Records drawn from a dataset:
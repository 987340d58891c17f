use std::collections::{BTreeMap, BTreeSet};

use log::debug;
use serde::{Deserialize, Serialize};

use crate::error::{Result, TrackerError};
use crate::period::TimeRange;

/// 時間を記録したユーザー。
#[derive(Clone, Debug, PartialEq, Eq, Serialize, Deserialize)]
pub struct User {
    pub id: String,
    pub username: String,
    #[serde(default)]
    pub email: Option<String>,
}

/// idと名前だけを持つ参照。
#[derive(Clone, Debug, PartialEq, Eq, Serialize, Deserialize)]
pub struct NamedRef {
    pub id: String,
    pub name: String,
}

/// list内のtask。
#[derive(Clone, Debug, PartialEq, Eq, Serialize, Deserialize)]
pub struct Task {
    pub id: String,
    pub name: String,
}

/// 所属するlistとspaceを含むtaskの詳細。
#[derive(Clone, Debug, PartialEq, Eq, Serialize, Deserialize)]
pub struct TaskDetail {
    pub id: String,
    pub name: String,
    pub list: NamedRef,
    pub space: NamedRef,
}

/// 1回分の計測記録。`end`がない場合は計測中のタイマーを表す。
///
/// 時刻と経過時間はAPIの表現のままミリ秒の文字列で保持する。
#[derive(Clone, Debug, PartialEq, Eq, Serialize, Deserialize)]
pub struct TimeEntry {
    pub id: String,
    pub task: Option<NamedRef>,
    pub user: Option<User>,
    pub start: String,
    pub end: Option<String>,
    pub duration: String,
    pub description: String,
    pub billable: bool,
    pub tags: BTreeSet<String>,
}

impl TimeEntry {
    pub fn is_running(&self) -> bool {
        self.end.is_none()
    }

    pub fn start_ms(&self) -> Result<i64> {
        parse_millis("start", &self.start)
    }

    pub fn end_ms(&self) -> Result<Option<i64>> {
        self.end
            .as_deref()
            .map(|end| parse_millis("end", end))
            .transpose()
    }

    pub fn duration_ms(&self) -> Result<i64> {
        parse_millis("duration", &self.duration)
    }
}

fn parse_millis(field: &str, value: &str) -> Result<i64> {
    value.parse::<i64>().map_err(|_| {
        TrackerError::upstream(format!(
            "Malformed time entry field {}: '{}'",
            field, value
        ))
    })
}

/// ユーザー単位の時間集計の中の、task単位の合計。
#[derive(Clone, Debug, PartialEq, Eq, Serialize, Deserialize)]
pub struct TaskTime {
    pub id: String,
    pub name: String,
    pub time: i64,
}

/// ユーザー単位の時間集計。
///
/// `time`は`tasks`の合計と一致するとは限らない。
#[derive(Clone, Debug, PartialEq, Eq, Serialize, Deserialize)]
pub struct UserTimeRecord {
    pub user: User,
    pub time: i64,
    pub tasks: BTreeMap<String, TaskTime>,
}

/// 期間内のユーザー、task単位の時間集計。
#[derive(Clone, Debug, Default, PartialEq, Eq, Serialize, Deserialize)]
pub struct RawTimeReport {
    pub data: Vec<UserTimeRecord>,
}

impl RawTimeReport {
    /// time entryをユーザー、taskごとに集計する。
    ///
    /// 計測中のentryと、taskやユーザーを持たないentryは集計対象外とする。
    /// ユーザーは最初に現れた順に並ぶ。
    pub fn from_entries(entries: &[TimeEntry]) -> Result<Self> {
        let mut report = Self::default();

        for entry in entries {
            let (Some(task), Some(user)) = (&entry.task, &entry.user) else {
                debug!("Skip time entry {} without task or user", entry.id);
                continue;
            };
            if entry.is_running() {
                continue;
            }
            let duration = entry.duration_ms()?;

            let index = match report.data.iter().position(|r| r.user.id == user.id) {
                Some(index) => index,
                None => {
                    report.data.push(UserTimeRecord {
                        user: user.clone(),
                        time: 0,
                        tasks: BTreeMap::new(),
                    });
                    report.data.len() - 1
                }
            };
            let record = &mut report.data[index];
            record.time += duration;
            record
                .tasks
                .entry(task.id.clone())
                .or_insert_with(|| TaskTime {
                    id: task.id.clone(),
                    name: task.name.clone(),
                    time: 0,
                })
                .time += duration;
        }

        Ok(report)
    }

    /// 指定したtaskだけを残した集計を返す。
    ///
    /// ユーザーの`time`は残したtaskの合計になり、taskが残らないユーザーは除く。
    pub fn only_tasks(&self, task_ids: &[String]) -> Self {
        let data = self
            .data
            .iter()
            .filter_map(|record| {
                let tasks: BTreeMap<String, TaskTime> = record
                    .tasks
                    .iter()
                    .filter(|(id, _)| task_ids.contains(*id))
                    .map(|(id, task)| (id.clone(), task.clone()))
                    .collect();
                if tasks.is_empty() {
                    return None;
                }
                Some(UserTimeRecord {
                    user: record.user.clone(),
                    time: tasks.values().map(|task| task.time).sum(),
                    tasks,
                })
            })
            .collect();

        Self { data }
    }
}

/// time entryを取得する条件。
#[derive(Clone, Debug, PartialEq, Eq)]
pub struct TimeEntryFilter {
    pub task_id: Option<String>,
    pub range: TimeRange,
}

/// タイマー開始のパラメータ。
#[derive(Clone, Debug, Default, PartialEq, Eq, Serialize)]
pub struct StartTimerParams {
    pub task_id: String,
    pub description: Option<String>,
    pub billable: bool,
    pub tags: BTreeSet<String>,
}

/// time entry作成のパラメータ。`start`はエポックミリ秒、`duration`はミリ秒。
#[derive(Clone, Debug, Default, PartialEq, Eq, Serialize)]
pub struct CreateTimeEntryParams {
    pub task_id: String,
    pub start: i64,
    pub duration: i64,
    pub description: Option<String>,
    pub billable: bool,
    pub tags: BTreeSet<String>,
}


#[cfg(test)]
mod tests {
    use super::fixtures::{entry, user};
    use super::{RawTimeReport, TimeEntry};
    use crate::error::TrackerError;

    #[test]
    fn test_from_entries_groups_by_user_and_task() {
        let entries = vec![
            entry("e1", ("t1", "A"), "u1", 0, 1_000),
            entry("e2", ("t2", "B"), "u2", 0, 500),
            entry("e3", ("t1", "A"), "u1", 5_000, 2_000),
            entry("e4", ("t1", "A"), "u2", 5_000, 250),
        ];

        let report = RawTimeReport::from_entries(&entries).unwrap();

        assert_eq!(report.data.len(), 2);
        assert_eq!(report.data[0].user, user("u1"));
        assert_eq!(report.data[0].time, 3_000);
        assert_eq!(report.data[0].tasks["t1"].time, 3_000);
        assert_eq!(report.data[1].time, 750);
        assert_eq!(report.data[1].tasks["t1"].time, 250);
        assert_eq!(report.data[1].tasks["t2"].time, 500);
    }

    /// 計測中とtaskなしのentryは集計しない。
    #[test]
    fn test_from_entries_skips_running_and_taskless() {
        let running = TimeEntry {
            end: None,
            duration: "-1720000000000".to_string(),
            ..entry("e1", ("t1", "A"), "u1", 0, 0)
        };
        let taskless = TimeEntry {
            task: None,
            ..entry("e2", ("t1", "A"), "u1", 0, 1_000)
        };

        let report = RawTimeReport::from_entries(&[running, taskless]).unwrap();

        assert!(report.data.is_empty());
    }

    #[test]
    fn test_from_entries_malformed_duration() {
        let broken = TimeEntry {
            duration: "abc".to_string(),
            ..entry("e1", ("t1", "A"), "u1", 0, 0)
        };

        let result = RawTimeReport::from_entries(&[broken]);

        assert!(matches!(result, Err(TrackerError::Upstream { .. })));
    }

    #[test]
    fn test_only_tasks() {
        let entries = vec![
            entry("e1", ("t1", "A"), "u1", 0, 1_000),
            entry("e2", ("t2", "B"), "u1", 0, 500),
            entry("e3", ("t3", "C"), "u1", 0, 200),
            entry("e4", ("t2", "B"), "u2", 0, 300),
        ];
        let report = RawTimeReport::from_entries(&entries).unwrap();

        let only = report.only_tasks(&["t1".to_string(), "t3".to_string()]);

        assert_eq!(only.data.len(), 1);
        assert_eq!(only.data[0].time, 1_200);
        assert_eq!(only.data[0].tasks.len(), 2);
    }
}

==

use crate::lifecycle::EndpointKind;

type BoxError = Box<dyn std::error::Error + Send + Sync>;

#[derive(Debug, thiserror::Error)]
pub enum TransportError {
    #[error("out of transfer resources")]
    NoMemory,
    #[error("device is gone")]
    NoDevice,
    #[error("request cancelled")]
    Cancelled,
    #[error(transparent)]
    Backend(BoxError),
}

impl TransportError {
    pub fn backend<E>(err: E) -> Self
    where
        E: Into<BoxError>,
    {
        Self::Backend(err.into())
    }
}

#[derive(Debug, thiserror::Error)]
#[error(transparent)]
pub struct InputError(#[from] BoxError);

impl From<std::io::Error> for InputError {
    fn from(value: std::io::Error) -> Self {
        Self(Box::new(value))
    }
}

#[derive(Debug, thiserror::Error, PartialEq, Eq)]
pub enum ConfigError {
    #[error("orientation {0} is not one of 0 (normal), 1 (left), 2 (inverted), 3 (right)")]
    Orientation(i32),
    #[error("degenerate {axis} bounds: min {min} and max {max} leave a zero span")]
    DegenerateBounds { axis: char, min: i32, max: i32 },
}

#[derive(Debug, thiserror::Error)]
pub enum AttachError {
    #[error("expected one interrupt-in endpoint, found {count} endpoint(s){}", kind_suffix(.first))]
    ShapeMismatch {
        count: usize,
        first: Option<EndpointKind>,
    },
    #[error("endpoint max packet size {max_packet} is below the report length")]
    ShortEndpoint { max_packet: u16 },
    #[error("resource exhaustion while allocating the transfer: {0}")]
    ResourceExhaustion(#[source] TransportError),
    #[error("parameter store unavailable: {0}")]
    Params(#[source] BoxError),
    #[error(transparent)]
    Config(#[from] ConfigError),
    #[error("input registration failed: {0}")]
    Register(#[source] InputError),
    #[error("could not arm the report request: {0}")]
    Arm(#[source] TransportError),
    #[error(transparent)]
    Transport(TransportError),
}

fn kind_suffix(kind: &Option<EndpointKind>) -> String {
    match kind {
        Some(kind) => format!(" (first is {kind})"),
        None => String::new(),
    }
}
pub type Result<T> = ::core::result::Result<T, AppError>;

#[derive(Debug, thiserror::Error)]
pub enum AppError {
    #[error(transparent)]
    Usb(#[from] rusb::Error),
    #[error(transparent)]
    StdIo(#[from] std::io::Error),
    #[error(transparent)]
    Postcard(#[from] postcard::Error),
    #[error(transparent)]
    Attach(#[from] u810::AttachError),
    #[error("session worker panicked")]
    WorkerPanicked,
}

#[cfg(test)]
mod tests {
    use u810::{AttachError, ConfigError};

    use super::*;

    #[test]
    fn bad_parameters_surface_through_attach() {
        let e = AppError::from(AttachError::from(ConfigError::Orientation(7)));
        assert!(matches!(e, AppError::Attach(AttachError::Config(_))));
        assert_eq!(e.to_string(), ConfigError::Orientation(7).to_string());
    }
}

The problem:
Copy, from the lines above, each one that holds "super".

Exercise result:
    use super::fixtures::{entry, user};
    use super::{RawTimeReport, TimeEntry};
    use super::*;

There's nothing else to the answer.